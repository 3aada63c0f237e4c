//! # Gallery Module
//!
//! Photo albums. Uploads are sniffed, shrunk and re-encoded before they
//! are written under the uploads directory; deleting an album removes its
//! images with it.

pub mod compression;
pub mod handlers;
pub mod models;
pub mod routes;
pub mod services;
pub mod storage;
pub mod validators;

#[cfg(test)]
mod tests;

pub use routes::gallery_routes;
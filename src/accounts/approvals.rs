//! Review of pending admin requests

use sqlx::SqlitePool;
use tracing::{info, warn};

use super::models::{AdminRequest, RequestStatus, Role};
use super::requests::{self, AdminRequestService};
use super::roles::{self, RoleService};
use crate::common::ApiError;
use crate::functions::purge::{purge_identity, PurgeReport};

#[derive(Clone)]
pub struct ApprovalService {
    db: SqlitePool,
}

impl ApprovalService {
    pub fn new(db: SqlitePool) -> Self {
        Self { db }
    }

    /// Guards shared by approve and reject: the reviewer must currently be an
    /// admin, must not review themselves, and the request must be pending.
    async fn pending_request_for_review(
        &self,
        reviewer_id: &str,
        target_id: &str,
    ) -> Result<AdminRequest, ApiError> {
        if reviewer_id == target_id {
            warn!(user_id = %reviewer_id, "Admin attempted to review their own request");
            return Err(ApiError::BadRequest(
                "You cannot approve, reject or delete your own account".to_string(),
            ));
        }

        let reviewer_role = RoleService::new(self.db.clone())
            .effective_role(reviewer_id)
            .await?;
        if !reviewer_role.is_admin() {
            return Err(ApiError::Forbidden("Admin privileges required".to_string()));
        }

        let request = AdminRequestService::new(self.db.clone())
            .get_request(target_id)
            .await?
            .ok_or_else(|| ApiError::NotFound("Admin request not found".to_string()))?;

        if request.status != RequestStatus::Pending {
            return Err(ApiError::Conflict(format!(
                "Admin request is already {}",
                request.status.as_str()
            )));
        }

        Ok(request)
    }

    /// Grants `admin` to the requester and closes the request as approved
    pub async fn approve(&self, reviewer_id: &str, target_id: &str) -> Result<AdminRequest, ApiError> {
        self.pending_request_for_review(reviewer_id, target_id).await?;

        let mut tx = self.db.begin().await?;
        roles::upsert_role(&mut tx, target_id, Role::Admin, reviewer_id).await?;
        if !requests::mark_approved(&mut tx, target_id, reviewer_id).await? {
            // Reviewed concurrently; the transaction rolls back on drop
            return Err(ApiError::Conflict(
                "Admin request was already reviewed".to_string(),
            ));
        }
        tx.commit().await?;

        info!(reviewer_id = %reviewer_id, target_id = %target_id, "Admin request approved");

        AdminRequestService::new(self.db.clone())
            .get_request(target_id)
            .await?
            .ok_or_else(|| ApiError::NotFound("Admin request not found".to_string()))
    }

    /// Rejection removes the requester entirely: profile, role, request,
    /// sessions and the identity itself
    pub async fn reject(&self, reviewer_id: &str, target_id: &str) -> Result<PurgeReport, ApiError> {
        self.pending_request_for_review(reviewer_id, target_id).await?;

        let report = purge_identity(&self.db, target_id).await?;
        info!(reviewer_id = %reviewer_id, target_id = %target_id, "Admin request rejected");
        Ok(report)
    }
}
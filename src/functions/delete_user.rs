//! Privileged user deletion endpoint
//!
//! Callable by any signed-in admin. Removes the target identity from the
//! identity provider together with all of its account records.

use axum::{
    body::Bytes,
    extract::Extension,
    http::{header, HeaderMap, HeaderValue, Method, StatusCode},
    response::{IntoResponse, Response},
    Json,
};
use serde::Deserialize;
use tracing::{info, warn};

use super::purge::purge_identity;
use crate::accounts::models::MessageResponse;
use crate::accounts::requests::REQUESTS_CACHE_PREFIX;
use crate::auth::authenticate_token;
use crate::auth::tokens::bearer_token;
use crate::common::{ApiError, AppState, SharedState};
use crate::notifications::AdminRequestEvent;

#[derive(Debug, Deserialize)]
#[serde(rename_all = "camelCase")]
struct DeleteUserPayload {
    user_id: Option<String>,
}

fn with_cors(mut response: Response) -> Response {
    let headers = response.headers_mut();
    headers.insert(header::ACCESS_CONTROL_ALLOW_ORIGIN, HeaderValue::from_static("*"));
    headers.insert(
        header::ACCESS_CONTROL_ALLOW_HEADERS,
        HeaderValue::from_static("Content-Type, Authorization"),
    );
    headers.insert(
        header::ACCESS_CONTROL_ALLOW_METHODS,
        HeaderValue::from_static("POST, OPTIONS"),
    );
    response
}

/// ANY /.netlify/functions/delete-user
///
/// # Request Body
/// ```json
/// { "userId": "U-ABCDEFGH" }
/// ```
pub async fn delete_user(
    Extension(state_lock): Extension<SharedState>,
    method: Method,
    headers: HeaderMap,
    body: Bytes,
) -> Response {
    if method == Method::OPTIONS {
        return with_cors(StatusCode::OK.into_response());
    }

    let state = state_lock.read().await.clone();
    let response = match handle_delete(&state, &method, &headers, &body).await {
        Ok(message) => (
            StatusCode::OK,
            Json(MessageResponse {
                success: true,
                message,
            }),
        )
            .into_response(),
        Err(e) => e.into_response(),
    };

    with_cors(response)
}

async fn handle_delete(
    state: &AppState,
    method: &Method,
    headers: &HeaderMap,
    body: &[u8],
) -> Result<String, ApiError> {
    if method != Method::POST {
        return Err(ApiError::MethodNotAllowed("Method not allowed".to_string()));
    }

    let token = headers
        .get(header::AUTHORIZATION)
        .and_then(|h| h.to_str().ok())
        .and_then(bearer_token)
        .ok_or_else(|| ApiError::Unauthorized("Missing or malformed authorization header".to_string()))?;

    let caller = authenticate_token(state, token).await.map_err(|e| match e {
        ApiError::Unauthorized(_) => ApiError::Unauthorized("Invalid token".to_string()),
        other => other,
    })?;

    if !caller.is_admin() {
        warn!(user_id = %caller.user_id, "Non-admin attempted to delete a user");
        return Err(ApiError::Forbidden("Admin privileges required".to_string()));
    }

    let payload: DeleteUserPayload = if body.is_empty() {
        DeleteUserPayload { user_id: None }
    } else {
        serde_json::from_slice(body)
            .map_err(|_| ApiError::BadRequest("Request body must be JSON".to_string()))?
    };

    let target_id = payload
        .user_id
        .map(|id| id.trim().to_string())
        .filter(|id| !id.is_empty())
        .ok_or_else(|| ApiError::BadRequest("userId is required".to_string()))?;

    if target_id == caller.user_id {
        return Err(ApiError::BadRequest(
            "You cannot delete your own account".to_string(),
        ));
    }

    // Unauthenticated callers get 401 even when the service account is missing
    let service_account = state.config.service_account.as_ref().ok_or_else(|| {
        ApiError::InternalServer("Service account credentials are not configured".to_string())
    })?;

    let report = purge_identity(&state.db, &target_id).await?;

    if report.request_removed {
        state.cache.invalidate_prefix(REQUESTS_CACHE_PREFIX).await;
        state.notifications.publish(AdminRequestEvent::Removed {
            user_id: target_id.clone(),
        });
    }

    info!(
        actor = %caller.user_id,
        service_account = %service_account.client_email,
        target_id = %target_id,
        "User deleted"
    );

    Ok("User deleted successfully".to_string())
}
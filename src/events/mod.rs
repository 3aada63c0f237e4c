//! # Events Module
//!
//! Church calendar: public listing of active events and admin CRUD.

pub mod handlers;
pub mod models;
pub mod routes;
pub mod services;
pub mod validators;

#[cfg(test)]
mod tests;

pub use routes::event_routes;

-- Activity --
In full and word for word, repeat the records.

-- Written answer --
repository 3aada63c0f237e4c
//! # Gallery Module
//!
//! Photo albums. Uploads are sniffed, shrunk and re-encoded before they
//! are written under the uploads directory; deleting an album removes its
//! images with it.

pub mod compression;
pub mod handlers;
pub mod models;
pub mod routes;
pub mod services;
pub mod storage;
pub mod validators;

#[cfg(test)]
mod tests;

pub use routes::gallery_routes;
filename src/accounts/approvals.rs
//! Review of pending admin requests

use sqlx::SqlitePool;
use tracing::{info, warn};

use super::models::{AdminRequest, RequestStatus, Role};
use super::requests::{self, AdminRequestService};
use super::roles::{self, RoleService};
use crate::common::ApiError;
use crate::functions::purge::{purge_identity, PurgeReport};

#[derive(Clone)]
pub struct ApprovalService {
    db: SqlitePool,
}

impl ApprovalService {
    pub fn new(db: SqlitePool) -> Self {
        Self { db }
    }

    /// Guards shared by approve and reject: the reviewer must currently be an
    /// admin, must not review themselves, and the request must be pending.
    async fn pending_request_for_review(
        &self,
        reviewer_id: &str,
        target_id: &str,
    ) -> Result<AdminRequest, ApiError> {
        if reviewer_id == target_id {
            warn!(user_id = %reviewer_id, "Admin attempted to review their own request");
            return Err(ApiError::BadRequest(
                "You cannot approve, reject or delete your own account".to_string(),
            ));
        }

        let reviewer_role = RoleService::new(self.db.clone())
            .effective_role(reviewer_id)
            .await?;
        if !reviewer_role.is_admin() {
            return Err(ApiError::Forbidden("Admin privileges required".to_string()));
        }

        let request = AdminRequestService::new(self.db.clone())
            .get_request(target_id)
            .await?
            .ok_or_else(|| ApiError::NotFound("Admin request not found".to_string()))?;

        if request.status != RequestStatus::Pending {
            return Err(ApiError::Conflict(format!(
                "Admin request is already {}",
                request.status.as_str()
            )));
        }

        Ok(request)
    }

    /// Grants `admin` to the requester and closes the request as approved
    pub async fn approve(&self, reviewer_id: &str, target_id: &str) -> Result<AdminRequest, ApiError> {
        self.pending_request_for_review(reviewer_id, target_id).await?;

        let mut tx = self.db.begin().await?;
        roles::upsert_role(&mut tx, target_id, Role::Admin, reviewer_id).await?;
        if !requests::mark_approved(&mut tx, target_id, reviewer_id).await? {
            // Reviewed concurrently; the transaction rolls back on drop
            return Err(ApiError::Conflict(
                "Admin request was already reviewed".to_string(),
            ));
        }
        tx.commit().await?;

        info!(reviewer_id = %reviewer_id, target_id = %target_id, "Admin request approved");

        AdminRequestService::new(self.db.clone())
            .get_request(target_id)
            .await?
            .ok_or_else(|| ApiError::NotFound("Admin request not found".to_string()))
    }

    /// Rejection removes the requester entirely: profile, role, request,
    /// sessions and the identity itself
    pub async fn reject(&self, reviewer_id: &str, target_id: &str) -> Result<PurgeReport, ApiError> {
        self.pending_request_for_review(reviewer_id, target_id).await?;

        let report = purge_identity(&self.db, target_id).await?;
        info!(reviewer_id = %reviewer_id, target_id = %target_id, "Admin request rejected");
        Ok(report)
    }
}
filename src/functions/delete_user.rs
//! Privileged user deletion endpoint
//!
//! Callable by any signed-in admin. Removes the target identity from the
//! identity provider together with all of its account records.

use axum::{
    body::Bytes,
    extract::Extension,
    http::{header, HeaderMap, HeaderValue, Method, StatusCode},
    response::{IntoResponse, Response},
    Json,
};
use serde::Deserialize;
use tracing::{info, warn};

use super::purge::purge_identity;
use crate::accounts::models::MessageResponse;
use crate::accounts::requests::REQUESTS_CACHE_PREFIX;
use crate::auth::authenticate_token;
use crate::auth::tokens::bearer_token;
use crate::common::{ApiError, AppState, SharedState};
use crate::notifications::AdminRequestEvent;

#[derive(Debug, Deserialize)]
#[serde(rename_all = "camelCase")]
struct DeleteUserPayload {
    user_id: Option<String>,
}

fn with_cors(mut response: Response) -> Response {
    let headers = response.headers_mut();
    headers.insert(header::ACCESS_CONTROL_ALLOW_ORIGIN, HeaderValue::from_static("*"));
    headers.insert(
        header::ACCESS_CONTROL_ALLOW_HEADERS,
        HeaderValue::from_static("Content-Type, Authorization"),
    );
    headers.insert(
        header::ACCESS_CONTROL_ALLOW_METHODS,
        HeaderValue::from_static("POST, OPTIONS"),
    );
    response
}

/// ANY /.netlify/functions/delete-user
///
/// # Request Body
/// ```json
/// { "userId": "U-ABCDEFGH" }
/// ```
pub async fn delete_user(
    Extension(state_lock): Extension<SharedState>,
    method: Method,
    headers: HeaderMap,
    body: Bytes,
) -> Response {
    if method == Method::OPTIONS {
        return with_cors(StatusCode::OK.into_response());
    }

    let state = state_lock.read().await.clone();
    let response = match handle_delete(&state, &method, &headers, &body).await {
        Ok(message) => (
            StatusCode::OK,
            Json(MessageResponse {
                success: true,
                message,
            }),
        )
            .into_response(),
        Err(e) => e.into_response(),
    };

    with_cors(response)
}

async fn handle_delete(
    state: &AppState,
    method: &Method,
    headers: &HeaderMap,
    body: &[u8],
) -> Result<String, ApiError> {
    if method != Method::POST {
        return Err(ApiError::MethodNotAllowed("Method not allowed".to_string()));
    }

    let token = headers
        .get(header::AUTHORIZATION)
        .and_then(|h| h.to_str().ok())
        .and_then(bearer_token)
        .ok_or_else(|| ApiError::Unauthorized("Missing or malformed authorization header".to_string()))?;

    let caller = authenticate_token(state, token).await.map_err(|e| match e {
        ApiError::Unauthorized(_) => ApiError::Unauthorized("Invalid token".to_string()),
        other => other,
    })?;

    if !caller.is_admin() {
        warn!(user_id = %caller.user_id, "Non-admin attempted to delete a user");
        return Err(ApiError::Forbidden("Admin privileges required".to_string()));
    }

    let payload: DeleteUserPayload = if body.is_empty() {
        DeleteUserPayload { user_id: None }
    } else {
        serde_json::from_slice(body)
            .map_err(|_| ApiError::BadRequest("Request body must be JSON".to_string()))?
    };

    let target_id = payload
        .user_id
        .map(|id| id.trim().to_string())
        .filter(|id| !id.is_empty())
        .ok_or_else(|| ApiError::BadRequest("userId is required".to_string()))?;

    if target_id == caller.user_id {
        return Err(ApiError::BadRequest(
            "You cannot delete your own account".to_string(),
        ));
    }

    // Unauthenticated callers get 401 even when the service account is missing
    let service_account = state.config.service_account.as_ref().ok_or_else(|| {
        ApiError::InternalServer("Service account credentials are not configured".to_string())
    })?;

    let report = purge_identity(&state.db, &target_id).await?;

    if report.request_removed {
        state.cache.invalidate_prefix(REQUESTS_CACHE_PREFIX).await;
        state.notifications.publish(AdminRequestEvent::Removed {
            user_id: target_id.clone(),
        });
    }

    info!(
        actor = %caller.user_id,
        service_account = %service_account.client_email,
        target_id = %target_id,
        "User deleted"
    );

    Ok("User deleted successfully".to_string())
}
filename src/events/mod.rs
repository 3aada63c0f237e4c
//! # Events Module
//!
//! Church calendar: public listing of active events and admin CRUD.

pub mod handlers;
pub mod models;
pub mod routes;
pub mod services;
pub mod validators;

#[cfg(test)]
mod tests;

pub use routes::event_routes;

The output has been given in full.